Quick tangent on NBA nicknames: They aren’t a dying breed … but they’re just about dead. In the old days, we kept churning out beauties like the Iceman, Larry Legend, Magic, Doctor J, the Mailman, the Boston Strangler, Big Game James, the Chief and the Human Highlight Film. If you didn’t earn a nickname, either your name sounded unique enough (Moses, Kareem, Isiah), we hated your guts (Bill Laimbeer), or you were John Stockton (John Stockton). That started shifting in the mid-1990s with KG, AI, LJ, T-Mac and J-Kidd.

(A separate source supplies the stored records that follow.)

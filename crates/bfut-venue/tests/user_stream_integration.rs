//! User-data stream lifecycle tests against mock REST and WebSocket servers.

use bfut_test_utils::{MockRestServer, MockWsServer};
use bfut_venue::{Credentials, VenueClient, VenueConfig};
use bfut_ws::{FrameHandler, StreamFrame};
use parking_lot::Mutex;
use std::sync::atomic::Ordering;
use std::sync::Arc;
use std::time::Duration;

fn config(rest: &MockRestServer, ws: &MockWsServer, refresh: Duration) -> VenueConfig {
    VenueConfig {
        rest_url: rest.url(),
        ws_url: ws.url(),
        reconnect_delay: Duration::from_millis(50),
        poll_interval: Duration::from_millis(20),
        connect_timeout: Duration::from_secs(2),
        listen_key_refresh: refresh,
        close_timeout: Duration::from_secs(1),
        ..VenueConfig::default()
    }
}

fn client(config: VenueConfig) -> VenueClient {
    VenueClient::new(config, Some(Credentials::new("test-key", "test-secret"))).unwrap()
}

fn collecting_handler() -> (FrameHandler, Arc<Mutex<Vec<StreamFrame>>>) {
    let frames: Arc<Mutex<Vec<StreamFrame>>> = Arc::new(Mutex::new(Vec::new()));
    let sink = frames.clone();
    let handler: FrameHandler = Arc::new(move |frame| sink.lock().push(frame));
    (handler, frames)
}

async fn wait_until(mut check: impl FnMut() -> bool) {
    tokio::time::timeout(Duration::from_secs(5), async {
        while !check() {
            tokio::time::sleep(Duration::from_millis(10)).await;
        }
    })
    .await
    .expect("condition not reached within timeout");
}

// ============================================================================
// Reconnect
// ============================================================================

#[tokio::test]
async fn test_reconnect_reuses_listen_key_without_new_refresher() {
    let rest = MockRestServer::start().await;
    let ws = MockWsServer::start().await;
    let venue = client(config(&rest, &ws, Duration::from_secs(3600)));
    let (handler, _frames) = collecting_handler();

    assert!(venue.open_user_stream(handler.clone()).await.unwrap());
    wait_until(|| ws.open_connections() == 1).await;

    ws.drop_all();
    wait_until(|| ws.connection_count() == 2 && ws.open_connections() == 1).await;

    assert_eq!(ws.paths(), vec!["/ws/key-1".to_string(), "/ws/key-1".to_string()]);
    assert_eq!(rest.state.listen_keys_created.load(Ordering::SeqCst), 1);
    assert_eq!(venue.user_stream_refresh_loops(), 1);

    // A second open while running is a no-op.
    assert!(!venue.open_user_stream(handler).await.unwrap());
    assert_eq!(venue.user_stream_refresh_loops(), 1);
    assert_eq!(venue.listen_key().await.unwrap().token, "key-1");

    venue.shutdown().await;
    rest.shutdown();
    ws.shutdown().await;
}

#[tokio::test]
async fn test_frames_reach_callback_and_bad_frames_are_skipped() {
    let rest = MockRestServer::start().await;
    let ws = MockWsServer::start().await;
    let venue = client(config(&rest, &ws, Duration::from_secs(3600)));
    let (handler, frames) = collecting_handler();

    venue.open_user_stream(handler).await.unwrap();
    wait_until(|| ws.open_connections() == 1).await;

    ws.push("garbage");
    ws.push(r#"{"e":"ACCOUNT_UPDATE","E":1,"a":{"m":"ORDER","B":[],"P":[]}}"#);
    wait_until(|| frames.lock().len() == 1).await;
    assert_eq!(frames.lock()[0].event_type(), Some("ACCOUNT_UPDATE"));
    assert_eq!(ws.connection_count(), 1);

    venue.shutdown().await;
    rest.shutdown();
    ws.shutdown().await;
}

// ============================================================================
// Renewal
// ============================================================================

#[tokio::test]
async fn test_listen_key_expired_event_renews_and_restarts() {
    let rest = MockRestServer::start().await;
    let ws = MockWsServer::start().await;
    let venue = client(config(&rest, &ws, Duration::from_secs(3600)));
    let (handler, frames) = collecting_handler();

    venue.open_user_stream(handler).await.unwrap();
    wait_until(|| ws.open_connections() == 1).await;

    ws.push(r#"{"e":"listenKeyExpired","E":1576653824250}"#);
    wait_until(|| ws.connection_count() == 2).await;

    assert_eq!(ws.paths()[1], "/ws/key-2");
    assert_eq!(venue.listen_key().await.unwrap().token, "key-2");
    assert_eq!(venue.user_stream_refresh_loops(), 1);
    // The expiry notice is still delivered to the subscriber.
    assert_eq!(frames.lock()[0].event_type(), Some("listenKeyExpired"));

    venue.shutdown().await;
    rest.shutdown();
    ws.shutdown().await;
}

#[tokio::test]
async fn test_keepalive_runs_periodically_with_api_key() {
    let rest = MockRestServer::start().await;
    let ws = MockWsServer::start().await;
    let venue = client(config(&rest, &ws, Duration::from_millis(50)));
    let (handler, _frames) = collecting_handler();

    venue.open_user_stream(handler).await.unwrap();
    wait_until(|| rest.state.keepalives.load(Ordering::SeqCst) >= 2).await;

    let keepalive = rest
        .state
        .requests()
        .into_iter()
        .find(|r| r.method == "PUT")
        .unwrap();
    assert_eq!(keepalive.path, "/fapi/v1/listenKey");
    assert_eq!(keepalive.api_key.as_deref(), Some("test-key"));
    // Listen-key endpoints are not signed.
    assert!(keepalive.query.is_none());

    venue.shutdown().await;
    rest.shutdown();
    ws.shutdown().await;
}

#[tokio::test]
async fn test_keepalive_missing_key_renews() {
    let rest = MockRestServer::start().await;
    let ws = MockWsServer::start().await;
    rest.state.keepalive_key_missing.store(true, Ordering::SeqCst);
    let venue = client(config(&rest, &ws, Duration::from_millis(100)));
    let (handler, _frames) = collecting_handler();

    venue.open_user_stream(handler).await.unwrap();
    wait_until(|| ws.connection_count() == 2).await;

    assert_eq!(
        ws.paths(),
        vec!["/ws/key-1".to_string(), "/ws/key-2".to_string()]
    );
    assert_eq!(rest.state.listen_keys_created.load(Ordering::SeqCst), 2);

    venue.shutdown().await;
    rest.shutdown();
    ws.shutdown().await;
}

// ============================================================================
// Close
// ============================================================================

#[tokio::test]
async fn test_close_is_idempotent_and_releases_key() {
    let rest = MockRestServer::start().await;
    let ws = MockWsServer::start().await;
    let venue = client(config(&rest, &ws, Duration::from_millis(50)));
    let (handler, _frames) = collecting_handler();

    venue.open_user_stream(handler).await.unwrap();
    wait_until(|| ws.open_connections() == 1).await;

    assert!(venue.close_user_stream().await);
    assert!(!venue.close_user_stream().await);
    assert!(!venue.user_stream_running().await);
    assert_eq!(venue.open_stream_count(), 0);
    assert_eq!(rest.state.listen_key_closes.load(Ordering::SeqCst), 1);

    // Refresher halted: no keep-alives after close.
    let keepalives = rest.state.keepalives.load(Ordering::SeqCst);
    tokio::time::sleep(Duration::from_millis(200)).await;
    assert_eq!(rest.state.keepalives.load(Ordering::SeqCst), keepalives);
    wait_until(|| ws.open_connections() == 0).await;

    rest.shutdown();
    ws.shutdown().await;
}

#[tokio::test]
async fn test_open_without_credentials_fails_before_http() {
    let rest = MockRestServer::start().await;
    let ws = MockWsServer::start().await;
    let venue = VenueClient::new(config(&rest, &ws, Duration::from_secs(3600)), None).unwrap();
    let (handler, _frames) = collecting_handler();

    let err = venue.open_user_stream(handler).await.unwrap_err();
    assert!(matches!(err, bfut_venue::VenueError::Signature(_)));
    assert!(rest.state.requests().is_empty());
    assert_eq!(ws.connection_count(), 0);

    rest.shutdown();
    ws.shutdown().await;
}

Then “the Reign Man” flamed out and we settled on “Dirk” over the 240 possible nicknames that were sitting there. Then Kobe nicknamed himself “the Black Mamba” and everyone gave up.
A decade later, we connect with NBA stars through first names, initials and hyphens unless there’s a facial hair tie-in (“the Beard” or “the Brow,” basically) or unless they brought their college nickname with them (“Booooooooo-gieeeeeee!”). So I’m guessing “the Greek Freak” first gets chopped down to “Freak,” and eventually we’ll settle on “Giannis” just like we settled on “LeBron,” “Steph,” “Blake” and “Darko.” We suck.
ADVANTAGE: Giannis
Most Unexpectedly Innovative Skill
I never expected Porzingis’s sneaky-good rim protection, Embiid’s unexpectedly potent face-up game or Embiid’s 3-point prowess. Let’s not gloss over any of those things. But Giannis breaks ground in three different ways:
1. During LeBron’s athletic apex (2009–12), he’d jump a passing lane and turn on the jets, and suddenly it seemed like the steal-and-zoom-and-dunk sequence was happening in slow motion. When you watched it in person, it felt like he’d shrunk the court. Giannis emulates that in a different way; instead of doing a Usain Bolt impression, he takes such enormous steps that it almost feels like you’re looking at an optical illusion. Giannis drives to the basket like he’s stepping over land mines and bear traps. It’s flat-out incredible.
2. Speaking of LeBron, put it this way: When LeBron hands over the Chase-Down Block championship belt, he’s giving it right to Giannis.
3. Magic and Bird were the two best passers I’ve ever seen. You know what helped both of them, and especially Magic? They could see over everybody! If you have six minutes to kill, watch how easily Magic found cutters around the basket in this passing montage. That could be Giannis someday. We haven’t seen a point guard tower over defenders since Magic. I have a full-fledged basketball boner.
ADVANTAGE: Giannis
Most Freakish Physical Trait
LeBron’s hands measure 9.25 inches. Kawhi comes in at 11.25 inches. Jordan’s were 11.4 inches and Wilt’s were 11.5 inches. Giannis? 12 inches. HE HAS BIGGER HANDS THAN WILT CHAMBERLAIN DID.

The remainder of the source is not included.